---------- Data supplied
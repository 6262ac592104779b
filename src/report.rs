use crate::collectors::EnergyUnit;
use crate::tracker::{ActiveReading, FinalizedEntry, LifecycleTracker};
use crate::utils::errors::MonitoringError;
use chrono::{DateTime, Utc};
use itertools::multiunzip;
use polars::prelude::*;
use std::fmt;
use std::fs::{self, File};
use std::path::{Path, PathBuf};

/// Render an energy value the way every report line does.
pub fn format_energy(energy: Option<f64>, unit: EnergyUnit) -> String {
    match energy {
        Some(value) => format!("{:.10} {}", value, unit),
        None => "unavailable".to_string(),
    }
}

/// Per-cycle view of the active set.
#[derive(Debug, Clone, PartialEq)]
pub struct ActiveSummary {
    pub cycle: u64,
    pub unit: EnergyUnit,
    pub readings: Vec<ActiveReading>,
    pub total: f64,
}

impl ActiveSummary {
    pub fn collect(tracker: &LifecycleTracker) -> Self {
        let readings = tracker.active_readings();
        let total = readings.iter().filter_map(|reading| reading.energy).sum();
        Self {
            cycle: tracker.cycles(),
            unit: tracker.unit(),
            readings,
            total,
        }
    }
}

impl fmt::Display for ActiveSummary {
    fn fmt(&self, f: &mut fmt::Formatter<'_>) -> fmt::Result {
        writeln!(f, "--- Monitoring status (cycle {}) ---", self.cycle)?;
        writeln!(f, "Active processes:")?;
        if self.readings.is_empty() {
            writeln!(f, "  No active processes being monitored.")?;
        }
        for reading in &self.readings {
            writeln!(f, "  {}: {}", reading.handle, format_energy(reading.energy, self.unit))?;
        }
        write!(f, "Active total: {}", format_energy(Some(self.total), self.unit))
    }
}

/// Writes the finalized history block shared by cycle and final output.
pub struct History<'a> {
    pub entries: &'a [FinalizedEntry],
    pub unit: EnergyUnit,
}

impl fmt::Display for History<'_> {
    fn fmt(&self, f: &mut fmt::Formatter<'_>) -> fmt::Result {
        write!(f, "Finished processes:")?;
        if self.entries.is_empty() {
            write!(f, "\n  None yet.")?;
        }
        for entry in self.entries {
            write!(f, "\n  {}: {}", entry.handle, format_energy(entry.energy, self.unit))?;
            if let Some(cpu_energy) = entry.cpu_energy {
                write!(f, " (CPU time estimate: {})", format_energy(Some(cpu_energy), self.unit))?;
            }
        }
        Ok(())
    }
}

/// Settled result of a monitoring session.
#[derive(Debug, Clone, PartialEq)]
pub struct FinalReport {
    pub unit: EnergyUnit,
    pub entries: Vec<FinalizedEntry>,
    /// Sum of all available values
    pub total: f64,
    /// Entries whose value was unavailable, left out of `total`
    pub unavailable: usize,
    /// Sum of the CPU-time estimates of entries that have one
    pub cpu_total: f64,
    pub generated_at: DateTime<Utc>,
}

impl FinalReport {
    pub fn settle(tracker: &LifecycleTracker, generated_at: DateTime<Utc>) -> Self {
        let entries = tracker.finalized().to_vec();
        let total = entries.iter().filter_map(|entry| entry.energy).sum();
        let unavailable = entries.iter().filter(|entry| entry.energy.is_none()).count();
        let cpu_total = entries.iter().filter_map(|entry| entry.cpu_energy).sum();
        Self {
            unit: tracker.unit(),
            entries,
            total,
            unavailable,
            cpu_total,
            generated_at,
        }
    }

    /// DataFrame: pid | generation | name | user | energy | unit | cpu_time_s | cpu_energy
    /// | reason | first_seen | finalized_at
    pub fn to_dataframe(&self) -> Result<DataFrame, MonitoringError> {
        let (pids, generations, names, users, energies, cpu_times, cpu_energies, reasons, first_seen, finalized_at): (
            Vec<u32>,
            Vec<u64>,
            Vec<String>,
            Vec<String>,
            Vec<Option<f64>>,
            Vec<Option<f64>>,
            Vec<Option<f64>>,
            Vec<String>,
            Vec<i64>,
            Vec<i64>,
        ) = multiunzip(self.entries.iter().map(|entry| {
            (
                entry.key.pid,
                entry.key.generation,
                entry.handle.name.clone(),
                entry.handle.user.clone(),
                entry.energy,
                entry.cpu_time.map(|used| used.as_secs_f64()),
                entry.cpu_energy,
                entry.reason.to_string(),
                entry.first_seen.timestamp_millis(),
                entry.finalized_at.timestamp_millis(),
            )
        }));
        let units = vec![self.unit.symbol().to_string(); pids.len()];

        df![
            "pid" => pids,
            "generation" => generations,
            "name" => names,
            "user" => users,
            "energy" => energies,
            "unit" => units,
            "cpu_time_s" => cpu_times,
            "cpu_energy" => cpu_energies,
            "reason" => reasons,
            "first_seen" => first_seen,
            "finalized_at" => finalized_at,
        ]
        .map_err(|e| MonitoringError::Report(format!("Failed to create report DataFrame: {}", e)))
    }

    /// Write the report as CSV into `dir`, creating it when missing.
    pub fn write_csv(&self, dir: &Path) -> Result<PathBuf, MonitoringError> {
        fs::create_dir_all(dir)
            .map_err(|e| MonitoringError::Report(format!("{}: {}", dir.display(), e)))?;
        let path = dir.join(format!(
            "energy_report_{}.csv",
            self.generated_at.format("%Y%m%d_%H%M%S")
        ));

        let mut df = self.to_dataframe()?;
        let mut file = File::create(&path)
            .map_err(|e| MonitoringError::Report(format!("{}: {}", path.display(), e)))?;
        CsvWriter::new(&mut file)
            .include_header(true)
            .finish(&mut df)
            .map_err(|e| MonitoringError::Report(format!("Failed to write {}: {}", path.display(), e)))?;
        Ok(path)
    }
}

impl fmt::Display for FinalReport {
    fn fmt(&self, f: &mut fmt::Formatter<'_>) -> fmt::Result {
        writeln!(f, "--- Final summary ---")?;
        writeln!(
            f,
            "{}",
            History {
                entries: &self.entries,
                unit: self.unit,
            }
        )?;
        write!(f, "Total consumption: {}", format_energy(Some(self.total), self.unit))?;
        if self.unavailable > 0 {
            write!(f, " ({} processes without a measurement)", self.unavailable)?;
        }
        if self.entries.iter().any(|entry| entry.cpu_energy.is_some()) {
            write!(f, "\nCPU time estimate: {}", format_energy(Some(self.cpu_total), self.unit))?;
        }
        Ok(())
    }
}

/// Presentation hook for the controller.
pub trait ReportSink: Send {
    fn cycle(&mut self, summary: &ActiveSummary, history: &[FinalizedEntry]);

    fn finished(&mut self, report: &FinalReport);
}

/// Prints status blocks to stdout.
#[derive(Debug)]
pub struct ConsoleSink {
    /// Print the finalized history after every cycle once it is non-empty
    pub show_history: bool,
}

impl Default for ConsoleSink {
    fn default() -> Self {
        Self { show_history: true }
    }
}

impl ConsoleSink {
    pub fn render_cycle(&self, summary: &ActiveSummary, history: &[FinalizedEntry]) -> String {
        let mut block = summary.to_string();
        if self.show_history && !history.is_empty() {
            block.push('\n');
            block.push_str(
                &History {
                    entries: history,
                    unit: summary.unit,
                }
                .to_string(),
            );
        }
        block
    }
}

impl ReportSink for ConsoleSink {
    fn cycle(&mut self, summary: &ActiveSummary, history: &[FinalizedEntry]) {
        println!("\n{}", self.render_cycle(summary, history));
    }

    fn finished(&mut self, report: &FinalReport) {
        println!("\n{}", report);
    }
}
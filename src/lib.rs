pub mod utils {
    pub mod errors;
    pub mod logger;
    pub mod psutils;
}

// Measurement strategies
pub mod collectors;
pub mod config;
pub mod controller;
pub mod monitor;
pub mod report;
pub mod runner;
pub mod tracker;

pub use collectors::{EnergyUnit, MeasurementMethod, MeasurementStrategy};
pub use config::Config;
pub use controller::{Controller, StopHandle};
pub use monitor::{AccrualMonitor, Clock, ManualClock, MonitorState, SystemClock};
pub use report::{ActiveSummary, ConsoleSink, FinalReport, ReportSink};
pub use runner::{CommandRunner, RunOptions, RunOutcome};
pub use tracker::{EntityKey, FinalizeReason, FinalizedEntry, LifecycleTracker};
pub use utils::errors::MonitoringError;
pub use utils::logger::LogSink;
pub use utils::psutils::{ProcessHandle, ProcessSnapshot, ProcessSource, SysinfoSource};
--------------------
> [What the task asks]: In the entries above, find the line with "for reading in" and the line with "and final output.", then restate word for word both of them and every line between, with nothing more.

> [Final answer]:
        for reading in &self.readings {
            writeln!(f, "  {}: {}", reading.handle, format_energy(reading.energy, self.unit))?;
        }
        write!(f, "Active total: {}", format_energy(Some(self.total), self.unit))
    }
}

/// Writes the finalized history block shared by cycle and final output.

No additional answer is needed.